Flash vs. Dreamweaver: let the debate begin

At the start of my iMedia graduate program, web design was introduced via the sole conduit of Adobe Dreamweaver, the highly detailed but somewhat clunky (at least to the uninitiated) industry standard for building websites.

As those of us new to the task stumbled through mismanaged div tags, misplaced folders and just general mishaps, the web designer veterans promised something better was one the way. Something called Flash.

Three months later, Flash is here in all its smooth, dynamic and easy-to-grasp glory. Sure, some of its intricacies can be tricky, but you won’t gum up the whole project because you misnamed a file or tagged the wrong item back in the beginning. Everything is stored in a single document, compared to the mess of folders and assets that must be properly tracked through Dreamweaver.

Put it this way. It took me several days to create this somewhat flawed site in Dreamweaver. But it took just a night to create some satisfying pieces in Flash like this festival promotional piece, these web banners or this slideshow.

So the verdict is in right? Dreamweaver is relegated to hard drive exile in favor of its hipper cousin in the Adobe Creative Suite.

Not really. Rather than embrace Flash, my program is doubling back to Dreamweaver, with a reboot of lessons on the program’s detailed interface in my two production classes. It’s become apparent that for all of Flash’s pizzaz, it does a poor job at presenting large quantities of information. And sometimes its fancy graphics aren’t needed as much as a more clean-cut organization of content.

Learning more about Dreamweaver is a good thing, because in my three theory classes I’ve got at least four major website projects on the horizon. In interactive media, it’s not enough to simply write a report on a topic, you’ve got to visually demonstrate your research online.

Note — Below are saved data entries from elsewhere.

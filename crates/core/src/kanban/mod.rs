//! Kanban board management
//!
//! This module provides the board state shown in the three-column layout
//! (To Do, In Progress, Done) and the controller that syncs it with the
//! remote task service.

mod controller;
mod model;

pub use controller::*;
pub use model::*;
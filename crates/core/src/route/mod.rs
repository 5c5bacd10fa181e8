//! Client-side routes and navigation links

mod flow;

pub use flow::AuthFlow;

use std::fmt;
use std::str::FromStr;

use crate::error::Error;
use crate::session::SessionState;

#[derive(Debug, Clone, Copy, PartialEq, Eq, Hash)]
pub enum Route {
    Landing,
    Signup,
    Login,
    TaskBoard,
}

impl Route {
    pub const ALL: [Route; 4] = [Self::Landing, Self::Signup, Self::Login, Self::TaskBoard];

    pub fn path(self) -> &'static str {
        match self {
            Self::Landing => "/",
            Self::Signup => "/signup",
            Self::Login => "/login",
            Self::TaskBoard => "/taskboard",
        }
    }
}

impl fmt::Display for Route {
    fn fmt(&self, f: &mut fmt::Formatter<'_>) -> fmt::Result {
        f.write_str(self.path())
    }
}

impl FromStr for Route {
    type Err = Error;

    fn from_str(path: &str) -> Result<Self, Self::Err> {
        let trimmed = path.trim();
        let normalized = match trimmed.trim_end_matches('/') {
            "" => "/",
            p => p,
        };
        Self::ALL
            .into_iter()
            .find(|route| route.path() == normalized)
            .ok_or_else(|| Error::InvalidInput(format!("unknown route: {}", trimmed)))
    }
}

/// An entry in the navigation bar
#[derive(Debug, Clone, Copy, PartialEq, Eq)]
pub enum NavLink {
    Go { label: &'static str, route: Route },
    Logout,
}

/// Navigation entries for the current session
pub fn nav_links(session: &SessionState) -> Vec<NavLink> {
    let home = NavLink::Go {
        label: "Home",
        route: Route::Landing,
    };
    if session.is_authenticated() {
        vec![
            home,
            NavLink::Go {
                label: "TaskBoard",
                route: Route::TaskBoard,
            },
            NavLink::Logout,
        ]
    } else {
        vec![
            home,
            NavLink::Go {
                label: "Signup",
                route: Route::Signup,
            },
            NavLink::Go {
                label: "Login",
                route: Route::Login,
            },
        ]
    }
}
//! Task board command-line client
//!
//! Every subcommand is one user intent: the board is fetched, the intent
//! is applied through the controller, and the refreshed board is printed.

mod cli;
mod render;

use std::sync::Arc;

use anyhow::{bail, Context};
use clap::Parser;
use tracing_subscriber::{layer::SubscriberExt, util::SubscriberInitExt};

use tb_core::auth::{AuthClient, LoginRequest, SignupRequest};
use tb_core::config::ClientConfig;
use tb_core::kanban::{BoardController, DragEnd, DragOutcome, DropTarget};
use tb_core::notice::Notifier;
use tb_core::route::{AuthFlow, Route};
use tb_core::session::{FileTokenStore, Session};
use tb_core::task::{HttpTaskRepository, TaskDraft};

use crate::cli::{Cli, Command};

#[tokio::main]
async fn main() -> anyhow::Result<()> {
    tracing_subscriber::registry()
        .with(
            tracing_subscriber::EnvFilter::try_from_default_env()
                .unwrap_or_else(|_| "taskboard=info,tb_core=info".into()),
        )
        .with(tracing_subscriber::fmt::layer().with_writer(std::io::stderr))
        .init();

    let cli = Cli::parse();

    let mut config = ClientConfig::from_env();
    if let Some(api_url) = &cli.api_url {
        config = config.with_api_url(api_url);
    }
    if let Some(data_dir) = &cli.data_dir {
        config = config.with_data_dir(data_dir);
    }
    tracing::debug!("Using API at {}", config.api_url);

    let notifier = Notifier::new();
    let mut notices = notifier.subscribe();

    let result = run(&cli, &config, &notifier).await;

    while let Ok(notice) = notices.try_recv() {
        eprintln!("{}", render::notice(&notice));
    }
    result
}

async fn run(cli: &Cli, config: &ClientConfig, notifier: &Notifier) -> anyhow::Result<()> {
    match &cli.command {
        Command::Signup {
            name,
            email,
            password,
        } => {
            let flow = auth_flow(config, notifier).await?;
            let route = flow
                .signup(SignupRequest::new(name, email, password))
                .await?;
            print_route(route);
        }
        Command::Login { email, password } => {
            let flow = auth_flow(config, notifier).await?;
            let route = flow.login(LoginRequest::new(email, password)).await?;
            print_route(route);
        }
        Command::Logout => {
            let flow = auth_flow(config, notifier).await?;
            let route = flow.logout().await?;
            print_route(route);
        }
        Command::Status => {
            let session = open_session(config).await?;
            print!("{}", render::session(&session.state()));
        }
        Command::List { flat } => {
            let board = open_board(config, notifier).await?;
            print_board(cli, &board, *flat).await?;
        }
        Command::Add {
            title,
            description,
            assigned_to,
        } => {
            let board = open_board(config, notifier).await?;
            let mut draft = TaskDraft::new(title, description, assigned_to);
            let task = board.create(&mut draft).await?;
            println!("Created {}", task.id);
            print_board(cli, &board, false).await?;
        }
        Command::Edit {
            id,
            title,
            description,
        } => {
            if title.is_none() && description.is_none() {
                bail!("nothing to edit: pass --title and/or --description");
            }
            let board = open_board(config, notifier).await?;
            let mut edit = board.begin_edit(id).await?;
            if let Some(title) = title {
                edit.title = title.clone();
            }
            if let Some(description) = description {
                edit.description = description.clone();
            }
            board.save_edit(&edit).await?;
            print_board(cli, &board, false).await?;
        }
        Command::Done { id } => {
            let board = open_board(config, notifier).await?;
            board.mark_done(id).await?;
            print_board(cli, &board, false).await?;
        }
        Command::Move { id, status, index } => {
            let board = open_board(config, notifier).await?;
            let outcome = board
                .drag_end(DragEnd {
                    task_id: id.clone(),
                    destination: Some(DropTarget {
                        status: *status,
                        index: *index,
                    }),
                })
                .await?;
            if outcome == DragOutcome::Reordered {
                println!("Task already in {}; order is not kept by the server", status.title());
            }
            print_board(cli, &board, false).await?;
        }
        Command::Rm { id } => {
            let board = open_board(config, notifier).await?;
            board.delete(id).await?;
            print_board(cli, &board, false).await?;
        }
    }
    Ok(())
}

async fn open_session(config: &ClientConfig) -> anyhow::Result<Arc<Session>> {
    let path = config.session_file();
    let store = FileTokenStore::open(&path)
        .await
        .with_context(|| format!("opening session store {}", path.display()))?;
    Ok(Arc::new(Session::restore(Arc::new(store)).await?))
}

async fn auth_flow(config: &ClientConfig, notifier: &Notifier) -> anyhow::Result<AuthFlow> {
    let session = open_session(config).await?;
    Ok(AuthFlow::new(
        Arc::new(AuthClient::from_config(config)),
        session,
        notifier.clone(),
    ))
}

async fn open_board(config: &ClientConfig, notifier: &Notifier) -> anyhow::Result<BoardController> {
    let repo = HttpTaskRepository::from_config(config);
    let board = BoardController::with_notifier(Arc::new(repo), notifier.clone());
    board
        .fetch_all()
        .await
        .with_context(|| format!("fetching tasks from {}", config.api_url))?;
    Ok(board)
}

async fn print_board(cli: &Cli, board: &BoardController, flat: bool) -> anyhow::Result<()> {
    let state = board.snapshot().await;
    let text = match (cli.json, flat) {
        (true, true) => serde_json::to_string_pretty(&state.flat())?,
        (true, false) => serde_json::to_string_pretty(&state)?,
        (false, true) => render::flat(&state),
        (false, false) => render::board(&state),
    };
    print!("{}", text);
    if cli.json {
        println!();
    }
    Ok(())
}

fn print_route(route: Route) {
    println!("-> {}", route);
}
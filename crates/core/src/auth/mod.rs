mod client;
mod types;

pub use client::{AuthApi, AuthClient};
pub use types::*;
//! Signup, login and logout with the navigation that follows each

use std::sync::Arc;
use tracing::{error, info};

use super::Route;
use crate::auth::{AuthApi, LoginRequest, SignupRequest};
use crate::error::Error;
use crate::notice::Notifier;
use crate::session::Session;
use crate::Result;

const SIGNUP_OK: &str = "Signup successful!";
const LOGIN_OK: &str = "Login successful!";
const LOGOUT_OK: &str = "Logged out successfully!";
const GENERIC_FAILURE: &str = "Something went wrong!";

pub struct AuthFlow {
    api: Arc<dyn AuthApi>,
    session: Arc<Session>,
    notifier: Notifier,
}

impl AuthFlow {
    pub fn new(api: Arc<dyn AuthApi>, session: Arc<Session>, notifier: Notifier) -> Self {
        Self {
            api,
            session,
            notifier,
        }
    }

    pub fn session(&self) -> &Session {
        &self.session
    }

    /// Register, then send the user to the login page
    pub async fn signup(&self, req: SignupRequest) -> Result<Route> {
        match self.api.signup(&req).await {
            Ok(res) => {
                info!("Signed up {}", req.email);
                self.notifier.success(res.message.unwrap_or_else(|| SIGNUP_OK.to_string()));
                Ok(Route::Login)
            }
            Err(e) => {
                error!("Signup failed: {}", e);
                self.notifier.error(failure_message(&e));
                Err(e)
            }
        }
    }

    /// Log in, store the token, then open the task board
    ///
    /// Nothing is stored unless the server issued a token.
    pub async fn login(&self, req: LoginRequest) -> Result<Route> {
        let res = match self.api.login(&req).await {
            Ok(res) => res,
            Err(e) => {
                error!("Login failed: {}", e);
                self.notifier.error(failure_message(&e));
                return Err(e);
            }
        };

        self.session.login(res.token).await?;
        self.notifier.success(LOGIN_OK);
        Ok(Route::TaskBoard)
    }

    pub async fn logout(&self) -> Result<Route> {
        self.session.logout().await?;
        self.notifier.success(LOGOUT_OK);
        Ok(Route::Login)
    }
}

fn failure_message(error: &Error) -> String {
    match error {
        Error::Api { message, .. } => message.clone(),
        Error::InvalidInput(message) => message.clone(),
        _ => GENERIC_FAILURE.to_string(),
    }
}
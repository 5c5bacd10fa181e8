//! Error types for the core library

use thiserror::Error;

#[derive(Error, Debug)]
pub enum Error {
    #[error("Task not found: {0}")]
    TaskNotFound(String),

    #[error("Invalid input: {0}")]
    InvalidInput(String),

    #[error("HTTP error: {0}")]
    Http(#[from] reqwest::Error),

    /// The server answered with a non-2xx status.
    #[error("Server returned {status}: {message}")]
    Api { status: u16, message: String },

    #[error("Unexpected response: {0}")]
    UnexpectedResponse(String),

    #[error("IO error: {0}")]
    Io(#[from] std::io::Error),

    #[error("Serialization error: {0}")]
    Serialization(#[from] serde_json::Error),

    #[error("Storage error: {0}")]
    Storage(String),
}

impl Error {
    /// Build an `InvalidInput` error for a required field left blank
    pub fn required(field: &str) -> Self {
        Self::InvalidInput(format!("{} is required", field))
    }
}
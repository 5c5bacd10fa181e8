//! Persistent key/value storage for client-side secrets

use async_trait::async_trait;
use std::collections::HashMap;
use std::path::PathBuf;
use tokio::sync::RwLock;

use crate::{Error, Result};

#[async_trait]
pub trait TokenStore: Send + Sync {
    async fn get(&self, key: &str) -> Result<Option<String>>;

    async fn set(&self, key: &str, value: &str) -> Result<()>;

    async fn remove(&self, key: &str) -> Result<()>;
}

/// JSON-object file store
pub struct FileTokenStore {
    path: PathBuf,
    cache: RwLock<HashMap<String, String>>,
}

impl FileTokenStore {
    /// Open the store; a missing file is treated as empty
    pub async fn open(path: impl Into<PathBuf>) -> Result<Self> {
        let path = path.into();
        let cache = if path.exists() {
            let content = tokio::fs::read_to_string(&path).await.map_err(|e| {
                Error::Storage(format!("Failed to read session file: {}", e))
            })?;
            serde_json::from_str(&content).map_err(|e| {
                Error::Storage(format!("Failed to parse session file: {}", e))
            })?
        } else {
            HashMap::new()
        };

        Ok(Self {
            path,
            cache: RwLock::new(cache),
        })
    }

    async fn persist(&self, entries: &HashMap<String, String>) -> Result<()> {
        let content = serde_json::to_string_pretty(entries)?;

        if let Some(parent) = self.path.parent() {
            tokio::fs::create_dir_all(parent).await.map_err(|e| {
                Error::Storage(format!("Failed to create directory: {}", e))
            })?;
        }

        tokio::fs::write(&self.path, content).await.map_err(|e| {
            Error::Storage(format!("Failed to write session file: {}", e))
        })?;
        Ok(())
    }
}

#[async_trait]
impl TokenStore for FileTokenStore {
    async fn get(&self, key: &str) -> Result<Option<String>> {
        Ok(self.cache.read().await.get(key).cloned())
    }

    async fn set(&self, key: &str, value: &str) -> Result<()> {
        let mut cache = self.cache.write().await;
        cache.insert(key.to_string(), value.to_string());
        self.persist(&cache).await
    }

    async fn remove(&self, key: &str) -> Result<()> {
        let mut cache = self.cache.write().await;
        if cache.remove(key).is_some() {
            self.persist(&cache).await?;
        }
        Ok(())
    }
}

#[derive(Default)]
pub struct MemoryTokenStore {
    entries: RwLock<HashMap<String, String>>,
}

impl MemoryTokenStore {
    pub fn new() -> Self {
        Self::default()
    }
}

#[async_trait]
impl TokenStore for MemoryTokenStore {
    async fn get(&self, key: &str) -> Result<Option<String>> {
        Ok(self.entries.read().await.get(key).cloned())
    }

    async fn set(&self, key: &str, value: &str) -> Result<()> {
        self.entries
            .write()
            .await
            .insert(key.to_string(), value.to_string());
        Ok(())
    }

    async fn remove(&self, key: &str) -> Result<()> {
        self.entries.write().await.remove(key);
        Ok(())
    }
}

For each project, I’ll have to make the choice of Flash or Dreamweaver as my program of choice. It’s a good debate to start having now, because companies and organizations are constantly evaluating which of the many software tools best gets their message across.

In the book Groundswell (a bible of sorts for the theory component of this program), one of the key warnings is not to employ technology just for the sake of using it. Even great software or fantastic social media platform falls flat if its function doesn’t fit with the strategy at hand (assuming you even have a strategy to begin with).

So as I get more proficient in both Flash and Dreamweaver through the next couple of months I’ll be taking notes not just on how to make the software work, but also what kinds of projects each is best suited for. By semester’s end, I expect every one of my web projects to have a little bit of both.

    • karenhartshorn
    • October 9th, 2009

    I was debating this too until I realized that you can just embed your SWF’s onto Dreamweaver. If you don’t use Dreamweaver, you won’t come up on Google searches because there are no tags for spiders to analyze! This is a concept I need to study more, because I think Dreamweaver is vital! At least that’s what I gathered from class yesterday, even though Flash looks better. How about we talk about this in person because my post is making no sense! 🙂

    • andersj
    • October 12th, 2009

    Yes, the problem with Flash or Photoshop stuff is that it’s not searchable content – the spiders are picking up the content. Search research folks are working on ways to make visuals into searchable tagged information, and you can tag to a certain extent in naming a flash element or other visual and making it part of a larger CSS piece, but small details within the Flash piece can’t be individually tagged and thus are not searchable.